An old fashioned system, some would say, but the simplicity of 4-4-2 has served Fulham well over the years, particularly under Roy Hodgson, as we added a Europa League run to a Great Escape in his tenure. Largely using the two banks of four, which provided defensive stability, aided by exceptionally setting up his team, Roy managed to find a cute balance between defence and attack – which admittedly would frequent towards the defensive side of the game.

Roy had two wide players (Duff, Davies or Dempsey) who would happily track back and help their full back – arguably making John Pantsil and Paul Konchesky look like better full backs then they were. What Fulham did excellently back then was to have a point of reference in attack with Bobby Zamora, where Andy Johnson would then attack the behind of the opposition defence, leaving your opponents with a dilemma to press Zamora and risk leaving Andy Johnson with space behind you; or drop to prevent AJ with space, but giving Zamora the space to do whatever he wanted, pop it back into the midfield, play out wide or have a shot from distance.

With Bryan Ruiz’s future in the balance, as well as Chris David and Thomas Eisfeld being nowhere near the plans of Kit Symons, as well as the return of Alex Kacaniklic and rumours with regards to moves for Bournemouth’s right winger Matt Ritchie and Ricardo Vaz Te who can play on either flank; a switch towards Symons’ favoured 442/4411 at youth level looks likely, aided by the ability for Kit to make this team his own rather than working with the dribbles left by Felix Magath’s metaphorical teabag.

Onto some possible issues with the system, when one of the two strikers drops – as normal, creating a 4411, the distance between the striker and his two will be further apart, and a longer ball into the now lone striker could (and usually will) leave him vulnerable. However, if you are skilful enough to use the middle, like Pirlo, Gattuso and Totti – now three – and you can play your way into the final third of the pitch, you’ll likely use one of your two wide men, but by the time they are in a position to place in a cross, there’s just the one striker in the box, and possibly your second one running in from deep. To increase your chances of scoring from crosses, you should really have 3-5 players in the box; something Sam Allardyce’s sides have always been excellent at was commitment of players in the box. Aided by long-term players Kevin Nolan being adept at picking up knockdowns via crosses from the likes of Kevin Davies and Andy Carroll when they’re not busy nodding them in by themselves.

The four-four-two, a formation that provides a partnership of twos, balance between defence and attack, and looking elsewhere, the once written off system has a place in modern day football, as the shape has been tweaked for much success by Manchester City and Atletico Madrid. Manchester City have used the same shape, but with wide-inside playmakers, David Silva and Samir Nasri integral facets of the way they play, as they consistently dominate games with excellent possession play.
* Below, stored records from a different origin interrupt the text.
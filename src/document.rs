//! OpenAPI document loading and local reference resolution.

use crate::error::{Error, Result};
use crate::response::{reference_name, ReferenceResolver};
use log::{debug, warn};
use serde_json::{Map, Value};
use std::fs;
use std::path::{Path, PathBuf};

/// A loaded OpenAPI 3.x document.
///
/// Keeps the document twice: as bundled (every `$ref` left in place, which is what operation
/// normalization reads) and dereferenced (every resolvable local `$ref` replaced by its target,
/// which is what schema generation reads).
///
/// # Example
///
/// ```no_run
/// use openapi_mock_gen::document::OpenApiDocument;
/// use std::path::Path;
///
/// let document = OpenApiDocument::load(Path::new("openapi.yaml")).unwrap();
/// println!("{} schemas", document.schemas().map_or(0, |s| s.len()));
/// ```
#[derive(Debug, Clone)]
pub struct OpenApiDocument {
    /// Where the document was read from
    pub source: PathBuf,
    bundled: Value,
    dereferenced: Value,
}

impl OpenApiDocument {
    /// Reads and parses a document from disk.
    ///
    /// `.json` files are parsed as JSON and `.yaml`/`.yml` files as YAML. Any other extension is
    /// tried as JSON first, then as YAML.
    ///
    /// # Errors
    ///
    /// Returns an error if:
    /// - The file cannot be read
    /// - The content is neither valid JSON nor valid YAML
    /// - The document is not OpenAPI 3.x
    pub fn load(path: &Path) -> Result<Self> {
        debug!("Loading OpenAPI document: {}", path.display());

        let content = fs::read_to_string(path)?;
        let extension = path
            .extension()
            .and_then(|e| e.to_str())
            .map(str::to_ascii_lowercase);

        let value = match extension.as_deref() {
            Some("json") => parse_json(&content, path)?,
            Some("yaml") | Some("yml") => parse_yaml(&content, path)?,
            _ => parse_json(&content, path).or_else(|_| parse_yaml(&content, path))?,
        };

        Self::from_value(value, path.to_path_buf())
    }

    /// Builds a document from an already parsed value.
    ///
    /// # Errors
    ///
    /// Returns [`Error::UnsupportedVersion`] unless the `openapi` field starts with `3`.
    pub fn from_value(value: Value, source: PathBuf) -> Result<Self> {
        let version = value
            .get("openapi")
            .and_then(Value::as_str)
            .map(str::to_string)
            .unwrap_or_else(|| {
                value
                    .get("swagger")
                    .and_then(Value::as_str)
                    .unwrap_or("unknown")
                    .to_string()
            });
        if !version.starts_with('3') || value.get("openapi").is_none() {
            return Err(Error::UnsupportedVersion(version));
        }

        debug!("Dereferencing OpenAPI {} document", version);
        let dereferenced = dereference(&value, &value, &mut Vec::new());

        Ok(Self {
            source,
            bundled: value,
            dereferenced,
        })
    }

    pub fn bundled(&self) -> &Value {
        &self.bundled
    }

    pub fn dereferenced(&self) -> &Value {
        &self.dereferenced
    }

    /// `components.schemas` of the dereferenced document.
    pub fn schemas(&self) -> Option<&Map<String, Value>> {
        let schemas = self
            .dereferenced
            .pointer("/components/schemas")
            .and_then(Value::as_object);
        if schemas.is_none() {
            warn!("No schemas found in {}", self.source.display());
        }
        schemas
    }

    /// `paths` of the bundled document.
    pub fn paths(&self) -> Option<&Map<String, Value>> {
        let paths = self.bundled.get("paths").and_then(Value::as_object);
        if paths.is_none() {
            warn!("No paths found in {}", self.source.display());
        }
        paths
    }
}

impl ReferenceResolver for OpenApiDocument {
    fn resolve_reference(&self, reference: &str) -> Option<(String, Value)> {
        let target = lookup(&self.dereferenced, reference)?;
        Some((reference_name(reference), target.clone()))
    }

    fn dereference(&self, schema: &Value) -> Value {
        dereference(&self.bundled, schema, &mut Vec::new())
    }
}

fn parse_json(content: &str, path: &Path) -> Result<Value> {
    serde_json::from_str(content).map_err(|e| Error::ParseError {
        file: path.to_path_buf(),
        message: e.to_string(),
    })
}

fn parse_yaml(content: &str, path: &Path) -> Result<Value> {
    serde_yaml::from_str(content).map_err(|e| Error::ParseError {
        file: path.to_path_buf(),
        message: e.to_string(),
    })
}

/// Follows a local `#/...` reference inside `root`.
pub fn lookup<'a>(root: &'a Value, reference: &str) -> Option<&'a Value> {
    let pointer = reference.strip_prefix('#')?;
    if pointer.is_empty() {
        return Some(root);
    }
    root.pointer(pointer)
}

/// Replaces every resolvable local `$ref` under `value` with its target.
///
/// References already being expanded higher up the current path are left in place, so a cyclic
/// schema ends in a `$ref` node instead of recursing forever. References that cannot be found
/// are left in place too.
fn dereference(root: &Value, value: &Value, stack: &mut Vec<String>) -> Value {
    match value {
        Value::Object(obj) => {
            if let Some(reference) = obj.get("$ref").and_then(Value::as_str) {
                if stack.iter().any(|r| r == reference) {
                    debug!("Leaving cyclic reference {} in place", reference);
                    return value.clone();
                }
                let Some(target) = lookup(root, reference) else {
                    warn!("Can't resolve reference {}", reference);
                    return value.clone();
                };
                stack.push(reference.to_string());
                let resolved = dereference(root, target, stack);
                stack.pop();
                return resolved;
            }

            Value::Object(
                obj.iter()
                    .map(|(key, child)| (key.clone(), dereference(root, child, stack)))
                    .collect(),
            )
        }
        Value::Array(items) => Value::Array(
            items
                .iter()
                .map(|item| dereference(root, item, stack))
                .collect(),
        ),
        other => other.clone(),
    }
}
Atletico on the other hand, have their wide players take up the spaces in between the two strikers and the central midfielders, almost “half spaces.” A strong pressure game usually rewards the Spaniards, as opponents can’t keep up with the energy, or movement that they’re front four provides. The beauty of Atletico’s squad is that it allows them to attack in different ways for different games, two exceptional talents in Koke and Arda Turan allow them to use them in inside roles like Manchester City, or as wider components of their offense.
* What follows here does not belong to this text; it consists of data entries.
//! OpenAPI Mock Generator - Mock data and MSW handlers from OpenAPI documents.
//!
//! This library turns the schemas of an OpenAPI 3.x document into sample data. It works in two
//! modes: **static**, where values are drawn once from a seeded random source, and **dynamic**,
//! where leaves become faker.js calls so every run of the generated TypeScript draws fresh data.
//!
//! # Architecture
//!
//! 1. [`document`] - Loads the document and resolves local `$ref`s
//! 2. [`special_rules`] - User overrides keyed by schema `title`/`description`
//! 3. [`classifier`] - Turns a raw schema into a [`classifier::SchemaNode`]
//! 4. [`generator`] - Walks a node and produces a [`value::GeneratedValue`]
//! 5. [`serializer`] - Renders generated values as TypeScript literals
//! 6. [`response`] - Normalizes operations and composes one response unit per status code
//! 7. [`writer`] - Renders and writes the output files
//!
//! # Example Usage
//!
//! ```
//! use openapi_mock_gen::generator::{GenerationOptions, Generator, Mode};
//! use openapi_mock_gen::serializer::serialize;
//! use openapi_mock_gen::special_rules::SpecialRules;
//! use serde_json::json;
//!
//! let options = GenerationOptions {
//!     mode: Mode::Dynamic,
//!     single_line: true,
//!     ..Default::default()
//! };
//! let mut generator = Generator::new(options.clone(), SpecialRules::default());
//!
//! let value = generator
//!     .generate_raw(&json!({
//!         "type": "object",
//!         "properties": { "active": { "type": "boolean" } }
//!     }))
//!     .unwrap();
//!
//! assert_eq!(serialize(&value, 0, &options), "{ active: faker.datatype.boolean() }");
//! ```
//!
//! # Command-Line Interface
//!
//! For command-line usage, see the [`cli`] module which provides a complete CLI application.

pub mod classifier;
pub mod cli;
pub mod document;
pub mod error;
pub mod generator;
pub mod random;
pub mod response;
pub mod serializer;
pub mod special_rules;
pub mod value;
pub mod writer;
Now, what would this change mean for our group of players? It’ll be interesting to see. We’ll likely see Alex Kacaniklic as our first choice left sided midfielder, with George Williams challenging him, that’s probably sorted. As for the right side, Patrick Roberts is arguably too young to be starting games consistently, and unless Adil Chihi escapes the Felix Magath’s secret cabinet, we have no actual wingers for that side; we do however, have makeshift options in Ryan Tunnicliffe and Lasse Vigen Christensen being capable deputies on that side, however, likely to have the tendency to tuck in and revert into a “wide central midfielder.” That’s where the signings come in; and particularly interesting when we look at possibly signing Matt Ritchie who has 4 assists and 5 goals in his last 7 matches. Our main starting central midfielder is Scott Parker until the season end at least, and the other options are the aforementioned Lasse Vigen Christensen and Ryan Tunnicliffe, alongside Seko Fofana (whose loan is coming to an end) and Emerson Hyndman.

I would relish seeing the return of a system that has served Fulham well in the past years, and inspecting how Kit assembles a new system, and in the long term, squad in his image. Interest in encouraging and positive players is promising for our club in the long run, as Kit Symons and Mike Rigg work in conjunction to provide us with the best quality players. Symons would clearly like to make this football club his own, and I don’t think we can judge him until he does. A change of shape, and the addition of a quality player or two could be very positive move in the time-line for Fulham FC.